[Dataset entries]
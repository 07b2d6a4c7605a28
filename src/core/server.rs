//! MCP Server implementation and lifecycle management.
//!
//! This module contains the main server handler that implements the MCP
//! protocol by delegating to the tools domain.
//!
//! ## Tool Architecture
//!
//! Tools are defined in `domains/tools/definitions/` with one file per tool.
//! Each tool defines:
//! - Parameters struct (for rmcp)
//! - `execute()` method (core logic)
//! - `http_handler()` method (called via ToolRegistry for HTTP transport)
//!
//! The ToolRouter is built dynamically in `domains/tools/router.rs`.
//! **Adding a new tool does NOT require modifying this file!**

use rmcp::{
    RoleServer, ServerHandler, handler::server::tool::ToolRouter, model::*,
    service::RequestContext, tool_handler,
};
use std::sync::Arc;

use super::config::Config;
use crate::domains::tools::build_tool_router;

#[cfg(feature = "http")]
use crate::domains::tools::ToolRegistry;

/// The main MCP server handler.
///
/// This struct implements the `ServerHandler` trait from rmcp and routes
/// tool calls to the tool definitions.
#[derive(Clone)]
pub struct McpServer {
    /// Server configuration.
    config: Arc<Config>,

    /// Tool router for handling tool calls.
    tool_router: ToolRouter<Self>,
}

impl McpServer {
    /// Create a new MCP server with the given configuration.
    pub fn new(config: Config) -> Self {
        let config = Arc::new(config);

        Self {
            tool_router: build_tool_router::<Self>(config.clone()),
            config,
        }
    }

    /// Get the server name.
    pub fn name(&self) -> &str {
        &self.config.server.name
    }

    /// Get the server version.
    pub fn version(&self) -> &str {
        &self.config.server.version
    }

    /// Get the server configuration (for tool access).
    pub fn config(&self) -> &Arc<Config> {
        &self.config
    }

    // ========================================================================
    // HTTP Transport Support Methods
    // ========================================================================

    /// List all available tools (for HTTP transport).
    pub fn list_tools(&self) -> Vec<serde_json::Value> {
        self.tool_router
            .list_all()
            .into_iter()
            .map(|t| {
                serde_json::json!({
                    "name": t.name,
                    "description": t.description,
                    "inputSchema": t.input_schema
                })
            })
            .collect()
    }

    /// Call a tool by name (for HTTP transport).
    ///
    /// This method uses the ToolRegistry to dispatch to the appropriate
    /// tool handler. Each tool's http_handler is defined in its own file
    /// under `domains/tools/definitions/`.
    #[cfg(feature = "http")]
    pub async fn call_tool(
        &self,
        name: &str,
        arguments: serde_json::Value,
    ) -> Result<serde_json::Value, String> {
        let registry = ToolRegistry::new(self.config.clone());
        registry.call_tool(name, arguments)
    }
}

/// ServerHandler implementation with tool_handler macro for automatic tool routing.
#[tool_handler]
impl ServerHandler for McpServer {
    fn get_info(&self) -> ServerInfo {
        ServerInfo {
            instructions: Some(
                "This server provides weather lookup, location-to-bounding-box \
                 resolution, and Grasshopper definition evaluation via Rhino.Compute."
                    .to_string(),
            ),
            capabilities: ServerCapabilities::builder().enable_tools().build(),
            ..Default::default()
        }
    }
}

# EXERCISE GOAL:
Your task is to output the full set of records exactly as presented.

# YOUR SOLUTION:
repository 07b2d6a4c7605a28
filename src/core/server.rs
//! MCP Server implementation and lifecycle management.
//!
//! This module contains the main server handler that implements the MCP
//! protocol by delegating to the tools domain.
//!
//! ## Tool Architecture
//!
//! Tools are defined in `domains/tools/definitions/` with one file per tool.
//! Each tool defines:
//! - Parameters struct (for rmcp)
//! - `execute()` method (core logic)
//! - `http_handler()` method (called via ToolRegistry for HTTP transport)
//!
//! The ToolRouter is built dynamically in `domains/tools/router.rs`.
//! **Adding a new tool does NOT require modifying this file!**

use rmcp::{
    RoleServer, ServerHandler, handler::server::tool::ToolRouter, model::*,
    service::RequestContext, tool_handler,
};
use std::sync::Arc;

use super::config::Config;
use crate::domains::tools::build_tool_router;

#[cfg(feature = "http")]
use crate::domains::tools::ToolRegistry;

/// The main MCP server handler.
///
/// This struct implements the `ServerHandler` trait from rmcp and routes
/// tool calls to the tool definitions.
#[derive(Clone)]
pub struct McpServer {
    /// Server configuration.
    config: Arc<Config>,

    /// Tool router for handling tool calls.
    tool_router: ToolRouter<Self>,
}

impl McpServer {
    /// Create a new MCP server with the given configuration.
    pub fn new(config: Config) -> Self {
        let config = Arc::new(config);

        Self {
            tool_router: build_tool_router::<Self>(config.clone()),
            config,
        }
    }

    /// Get the server name.
    pub fn name(&self) -> &str {
        &self.config.server.name
    }

    /// Get the server version.
    pub fn version(&self) -> &str {
        &self.config.server.version
    }

    /// Get the server configuration (for tool access).
    pub fn config(&self) -> &Arc<Config> {
        &self.config
    }

    // ========================================================================
    // HTTP Transport Support Methods
    // ========================================================================

    /// List all available tools (for HTTP transport).
    pub fn list_tools(&self) -> Vec<serde_json::Value> {
        self.tool_router
            .list_all()
            .into_iter()
            .map(|t| {
                serde_json::json!({
                    "name": t.name,
                    "description": t.description,
                    "inputSchema": t.input_schema
                })
            })
            .collect()
    }

    /// Call a tool by name (for HTTP transport).
    ///
    /// This method uses the ToolRegistry to dispatch to the appropriate
    /// tool handler. Each tool's http_handler is defined in its own file
    /// under `domains/tools/definitions/`.
    #[cfg(feature = "http")]
    pub async fn call_tool(
        &self,
        name: &str,
        arguments: serde_json::Value,
    ) -> Result<serde_json::Value, String> {
        let registry = ToolRegistry::new(self.config.clone());
        registry.call_tool(name, arguments)
    }
}

/// ServerHandler implementation with tool_handler macro for automatic tool routing.
#[tool_handler]
impl ServerHandler for McpServer {
    fn get_info(&self) -> ServerInfo {
        ServerInfo {
            instructions: Some(
                "This server provides weather lookup, location-to-bounding-box \
                 resolution, and Grasshopper definition evaluation via Rhino.Compute."
                    .to_string(),
            ),
            capabilities: ServerCapabilities::builder().enable_tools().build(),
            ..Default::default()
        }
    }
}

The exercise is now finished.